-- Recorded information follows --

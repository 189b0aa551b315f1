pub mod tmdb;
pub mod trakt;

#[cfg(test)]
pub mod fake;

pub use tmdb::TmdbClient;
pub use trakt::TraktClient;

use crate::config::AppConfig;
use async_trait::async_trait;
use serde_json::Value;
use std::time::Duration;
use thiserror::Error;
use tracing::debug;

/// `Ok(None)` means the provider had nothing for us: a `null` body, or the
/// provider is not configured and no request was sent.
pub type FetchResult = Result<Option<Value>, UpstreamError>;

#[derive(Debug, Clone, Error)]
pub enum UpstreamError {
    #[error("{provider} returned HTTP {status}")]
    Status { provider: &'static str, status: u16 },

    #[error("{provider} request timed out after {after:?}")]
    Timeout {
        provider: &'static str,
        after: Duration,
    },

    #[error("{provider} request failed: {message}")]
    Transport {
        provider: &'static str,
        message: String,
    },

    #[error("{provider} returned an unreadable body: {message}")]
    Decode {
        provider: &'static str,
        message: String,
    },
}

impl UpstreamError {
    pub fn is_not_found(&self) -> bool {
        matches!(self, UpstreamError::Status { status: 404, .. })
    }

    fn from_reqwest(provider: &'static str, err: reqwest::Error, after: Duration) -> Self {
        if err.is_timeout() {
            UpstreamError::Timeout { provider, after }
        } else if err.is_decode() {
            UpstreamError::Decode {
                provider,
                message: err.to_string(),
            }
        } else {
            UpstreamError::Transport {
                provider,
                message: err.to_string(),
            }
        }
    }
}

/// The two providers the aggregator reads from.
#[async_trait]
pub trait Upstream: Send + Sync {
    /// Authenticated GET against the catalog/ratings provider.
    async fn fetch_catalog(
        &self,
        path: &str,
        query: &[(&str, String)],
        timeout: Duration,
    ) -> FetchResult;

    /// GET against the image provider. Returns `Ok(None)` without any
    /// network call when no image credential is configured.
    async fn fetch_image_meta(
        &self,
        path: &str,
        query: &[(&str, String)],
        timeout: Duration,
    ) -> FetchResult;

    fn catalog_configured(&self) -> bool;

    fn image_configured(&self) -> bool;
}

/// Production [`Upstream`] backed by reqwest.
pub struct HttpUpstream {
    trakt: TraktClient,
    tmdb: TmdbClient,
}

impl HttpUpstream {
    pub fn new(trakt: TraktClient, tmdb: TmdbClient) -> Self {
        Self { trakt, tmdb }
    }

    pub fn from_config(config: &AppConfig) -> reqwest::Result<Self> {
        let trakt = TraktClient::new(
            &config.trakt.base_url,
            config.trakt_key().unwrap_or_default(),
        )?;
        let tmdb = TmdbClient::new(&config.tmdb.base_url, config.tmdb.api_key.clone())?;
        Ok(Self::new(trakt, tmdb))
    }
}

#[async_trait]
impl Upstream for HttpUpstream {
    async fn fetch_catalog(
        &self,
        path: &str,
        query: &[(&str, String)],
        timeout: Duration,
    ) -> FetchResult {
        self.trakt.get(path, query, timeout).await
    }

    async fn fetch_image_meta(
        &self,
        path: &str,
        query: &[(&str, String)],
        timeout: Duration,
    ) -> FetchResult {
        self.tmdb.get(path, query, timeout).await
    }

    fn catalog_configured(&self) -> bool {
        self.trakt.is_configured()
    }

    fn image_configured(&self) -> bool {
        self.tmdb.is_configured()
    }
}

/// Send a prepared GET and read a JSON body. Callers decide how loudly a
/// failure is reported.
async fn send_json(
    provider: &'static str,
    path: &str,
    request: reqwest::RequestBuilder,
    timeout: Duration,
) -> FetchResult {
    let result = read_json(provider, request, timeout).await;
    if let Err(err) = &result {
        debug!(provider, path, error = %err, "Upstream request failed");
    }
    result
}

async fn read_json(
    provider: &'static str,
    request: reqwest::RequestBuilder,
    timeout: Duration,
) -> FetchResult {
    let response = request
        .timeout(timeout)
        .send()
        .await
        .map_err(|e| UpstreamError::from_reqwest(provider, e, timeout))?;

    let status = response.status();
    if !status.is_success() {
        return Err(UpstreamError::Status {
            provider,
            status: status.as_u16(),
        });
    }

    let body: Value = response
        .json()
        .await
        .map_err(|e| UpstreamError::from_reqwest(provider, e, timeout))?;

    Ok((!body.is_null()).then_some(body))
}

-- Recorded information concluded --

▶ **What you have to do**
Only lines containing the string "request" belong in the answer; find them in the data above and copy them.

▶ **Solution to the problem**
/// provider is not configured and no request was sent.
    #[error("{provider} request timed out after {after:?}")]
    #[error("{provider} request failed: {message}")]
    request: reqwest::RequestBuilder,
    let result = read_json(provider, request, timeout).await;
        debug!(provider, path, error = %err, "Upstream request failed");
    request: reqwest::RequestBuilder,
    let response = request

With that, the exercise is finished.